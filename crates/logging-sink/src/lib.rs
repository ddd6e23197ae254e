#![deny(unsafe_code)]
#![deny(missing_docs)]
#![deny(rustdoc::broken_intra_doc_links)]

//! crates/logging-sink/src/lib.rs
//!
//! # Overview
//!
//! `logging-sink` provides the serialized line-writer primitive that the
//! `logging` crate builds on. A [`LineWriter`] owns an arbitrary
//! [`std::io::Write`] implementor behind a mutex and accepts fully rendered
//! lines, so concurrent callers never interleave bytes within a line.
//!
//! # Design
//!
//! Each call to [`LineWriter::write_line`] performs exactly one `write_all`
//! followed by a `flush` while the lock is held. The caller decides whether a
//! trailing newline is appended by selecting a [`LineMode`]. No buffering or
//! batching happens across calls.
//!
//! [`SharedBuffer`] is a cloneable in-memory writer. Handing one clone to a
//! [`LineWriter`] and keeping another lets tests and embedders inspect what
//! was written without tearing the writer back out of the logger.
//!
//! # Invariants
//!
//! - One `write_line` call produces one contiguous run of bytes in the writer.
//! - `LineMode::WithNewline` never doubles a newline the line already ends with.
//! - A poisoned lock is recovered; a panic in one writer thread does not stop
//!   other threads from logging.
//!
//! # Errors
//!
//! All operations surface [`std::io::Error`] values originating from the
//! underlying writer unchanged.
//!
//! # Examples
//!
//! ```
//! use logging_sink::{LineMode, LineWriter, SharedBuffer};
//!
//! let buffer = SharedBuffer::new();
//! let writer = LineWriter::new(buffer.clone());
//!
//! writer.write_line(b"[INFO] ready", LineMode::WithNewline).unwrap();
//! writer.write_line(b"[INFO] partial", LineMode::WithoutNewline).unwrap();
//!
//! assert_eq!(buffer.to_string_lossy(), "[INFO] ready\n[INFO] partial");
//! ```
//!
//! # See also
//!
//! - `logging` crate for levels, flags, and the `info!`/`debug!` macros.

mod line_mode;
mod sink;

pub use line_mode::LineMode;
pub use sink::{LineWriter, SharedBuffer};
//! Integration tests for the process-wide logger and its macros.
//!
//! The global slot is shared by every test in this binary, so each test takes
//! `SERIAL` before touching it.

use std::sync::{Mutex, MutexGuard, PoisonError};

use logging::{Level, LogFlags, LoggerConfig, debug, debugf, global, info, infof};
use logging_sink::SharedBuffer;

static SERIAL: Mutex<()> = Mutex::new(());

fn serial() -> MutexGuard<'static, ()> {
    SERIAL.lock().unwrap_or_else(PoisonError::into_inner)
}

fn fresh(flags: LogFlags) -> SharedBuffer {
    let buffer = SharedBuffer::new();
    global::init(buffer.clone(), "", flags);
    buffer
}

// ============================================================================
// Initialization Tests
// ============================================================================

/// Verifies the documented example `Info("hello")` with no flags.
#[test]
fn init_then_info_writes_plain_line() {
    let _guard = serial();
    let buffer = fresh(LogFlags::empty());

    info!("hello");

    assert_eq!(buffer.to_string_lossy(), "[INFO] hello\n");
    assert!(global::is_initialized());
}

/// Verifies re-initialization replaces the sink and resets the level.
#[test]
fn reinit_replaces_instance_and_level() {
    let _guard = serial();
    let first = fresh(LogFlags::empty());
    global::set_level(Level::INFO);
    debug!("dropped");

    let second = fresh(LogFlags::empty());
    debug!("kept");

    assert!(first.is_empty());
    assert_eq!(second.to_string_lossy(), "[DEBUG] kept\n");
    let logger = global::logger().expect("initialized");
    assert_eq!(logger.level(), Level::default());
}

/// Verifies a configuration can seed the process-wide logger.
#[test]
fn init_with_config_applies_level_and_prefix() {
    let _guard = serial();
    let buffer = SharedBuffer::new();
    let config = LoggerConfig::new()
        .with_prefix("svc ")
        .with_level(Level::INFO);
    global::init_with_config(config, buffer.clone());

    debug!("dropped");
    infof!("up {}\n", 1);

    assert_eq!(buffer.to_string_lossy(), "[INFO] up 1\n");
    let logger = global::logger().expect("initialized");
    assert_eq!(logger.prefix(), "svc ");
}

// ============================================================================
// Macro Tests
// ============================================================================

/// Verifies the plain macros join operands with spaces.
#[test]
fn macros_join_operands() {
    let _guard = serial();
    let buffer = fresh(LogFlags::empty());
    global::set_level(Level::DEBUG);

    let port = 8080;
    info!("listening on", port);
    debug!("x", 1,);
    info!();

    assert_eq!(
        buffer.to_string_lossy(),
        "[INFO] listening on 8080\n[DEBUG] x 1\n[INFO] \n"
    );
}

/// Verifies the formatted macros respect the level filter.
#[test]
fn formatted_macros_follow_filter() {
    let _guard = serial();
    let buffer = fresh(LogFlags::empty());

    debugf!("attempt {}\n", 1);
    global::set_level(Level::INFO);
    debugf!("attempt {}\n", 2);
    infof!("done after {} attempts\n", 1);

    assert_eq!(
        buffer.to_string_lossy(),
        "[DEBUG] attempt 1\n[INFO] done after 1 attempts\n"
    );
}

/// Verifies macro lines report the macro invocation site.
#[test]
fn macros_report_invocation_site() {
    let _guard = serial();
    let buffer = fresh(LogFlags::CONTEXT);

    let line = line!() + 1;
    info!("here");

    let output = buffer.to_string_lossy();
    let expected = format!(" global_logger.rs:{line}: here\n");
    assert!(output.starts_with("[INFO] "), "{output}");
    assert!(output.ends_with(&expected), "{output}");
}

/// Verifies the function entry points report their caller too.
#[test]
fn functions_report_caller_site() {
    let _guard = serial();
    let buffer = fresh(LogFlags::CONTEXT);

    let line = line!() + 1;
    global::debugf(format_args!("{}\n", "direct"));

    let output = buffer.to_string_lossy();
    let expected = format!(" global_logger.rs:{line}: direct\n");
    assert!(output.starts_with("[DEBUG] "), "{output}");
    assert!(output.ends_with(&expected), "{output}");
}
#![deny(unsafe_code)]
#![deny(missing_docs)]

//! # Overview
//!
//! `linelog` bundles the workspace crates behind one dependency: the
//! [`LineLogger`] with its levels, flags, and process-wide macros from
//! `logging`, and the serialized [`LineWriter`] with in-memory sinks from
//! `logging-sink`.
//!
//! # Examples
//!
//! ```
//! use linelog::{LineLogger, LogFlags, SharedBuffer};
//!
//! let buffer = SharedBuffer::new();
//! let logger = LineLogger::new(buffer.clone(), "", LogFlags::empty());
//! logger.info(&[&"hello"]);
//!
//! assert_eq!(buffer.to_string_lossy(), "[INFO] hello\n");
//! ```

pub use logging::{
    CallSite, CallerLocation, Level, LineLogger, LogError, LogFlags, LoggerConfig, NoCallSite,
    ParseFlagsError, ParseLevelError, ResolveCallSite, debug, debugf, global, info, infof,
};
#[cfg(feature = "tracing")]
pub use logging::{LineLoggerLayer, init_tracing, init_tracing_with_filter};
pub use logging_sink::{LineMode, LineWriter, SharedBuffer};
//! Integration tests for Info/Debug level filtering.
//!
//! Debug output is suppressed only when the stored level is exactly
//! `Level::INFO`; every other value, recognized or not, lets it through.
//! Info output is never filtered.

use logging::{Level, LineLogger, LogFlags};
use logging_sink::SharedBuffer;

fn plain_logger() -> (LineLogger<SharedBuffer>, SharedBuffer) {
    let buffer = SharedBuffer::new();
    (LineLogger::new(buffer.clone(), "", LogFlags::empty()), buffer)
}

// ============================================================================
// Debug Filtering Tests
// ============================================================================

/// Verifies Debug is emitted for every level other than INFO.
#[test]
fn debug_emits_for_every_level_except_info() {
    for raw in [0, 1, 199, 201, 202, -200, i32::MAX, i32::MIN] {
        let (logger, buffer) = plain_logger();
        logger.set_level(Level::from_raw(raw));
        logger.debug(&[&"visible"]);
        logger.debugf(format_args!("{}\n", raw));
        assert_eq!(
            buffer.to_string_lossy(),
            format!("[DEBUG] visible\n[DEBUG] {raw}\n"),
            "level {raw}"
        );
    }
}

/// Verifies INFO level leaves the sink untouched for Debug calls.
#[test]
fn debug_writes_nothing_at_info_level() {
    let (logger, buffer) = plain_logger();
    logger.set_level(Level::INFO);

    logger.debug(&[&"a"]);
    logger.debug(&[]);
    logger.debugf(format_args!("b {}\n", 2));

    assert!(buffer.is_empty());
}

/// Verifies Debug resumes once the level moves away from INFO.
#[test]
fn debug_resumes_after_level_change() {
    let (logger, buffer) = plain_logger();
    logger.set_level(Level::INFO);
    logger.debug(&[&"dropped"]);
    logger.set_level(Level::DEBUG);
    logger.debug(&[&"kept"]);

    assert_eq!(buffer.to_string_lossy(), "[DEBUG] kept\n");
}

/// Verifies a fresh logger emits Debug before any level is set.
#[test]
fn fresh_logger_emits_debug() {
    let (logger, buffer) = plain_logger();
    assert_eq!(logger.level(), Level::default());
    logger.debug(&[&"x", &1]);
    assert_eq!(buffer.to_string_lossy(), "[DEBUG] x 1\n");
}

// ============================================================================
// Info Emission Tests
// ============================================================================

/// Verifies Info is written regardless of the level.
#[test]
fn info_ignores_level() {
    for level in [Level::INFO, Level::DEBUG, Level::default(), Level::from_raw(-1)] {
        let (logger, buffer) = plain_logger();
        logger.set_level(level);
        logger.info(&[&"hello"]);
        logger.infof(format_args!("{}-{}\n", "a", 1));
        assert_eq!(buffer.to_string_lossy(), "[INFO] hello\n[INFO] a-1\n");
    }
}

/// Verifies the plain variant renders operands like a sequence print.
#[test]
fn info_renders_operands_space_separated() {
    let (logger, buffer) = plain_logger();
    let name = String::from("svc");
    logger.info(&[&name, &42, &true, &-1.5]);
    assert_eq!(buffer.to_string_lossy(), "[INFO] svc 42 true -1.5\n");
}

/// Verifies the formatted variant leaves line termination to the caller.
#[test]
fn infof_leaves_newline_to_caller() {
    let (logger, buffer) = plain_logger();
    logger.infof(format_args!("progress {}%", 50));
    assert_eq!(buffer.to_string_lossy(), "[INFO] progress 50%");
}

/// Verifies format directives apply only to the supplied arguments.
#[test]
fn infof_applies_directives_to_arguments() {
    let (logger, buffer) = plain_logger();
    logger.infof(format_args!("{:>5}|{:<4}|{:#x}\n", "ab", 7, 255));
    assert_eq!(buffer.to_string_lossy(), "[INFO]    ab|7   |0xff\n");
}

#### WORK TO COMPLETE
Search the data above and return each line in which "LineWriter" occurs.

#### WRITTEN RESPONSE
//! `logging` crate builds on. A [`LineWriter`] owns an arbitrary
//! Each call to [`LineWriter::write_line`] performs exactly one `write_all`
//! [`LineWriter`] and keeping another lets tests and embedders inspect what
//! use logging_sink::{LineMode, LineWriter, SharedBuffer};
//! let writer = LineWriter::new(buffer.clone());
pub use sink::{LineWriter, SharedBuffer};
//! `logging`, and the serialized [`LineWriter`] with in-memory sinks from
pub use logging_sink::{LineMode, LineWriter, SharedBuffer};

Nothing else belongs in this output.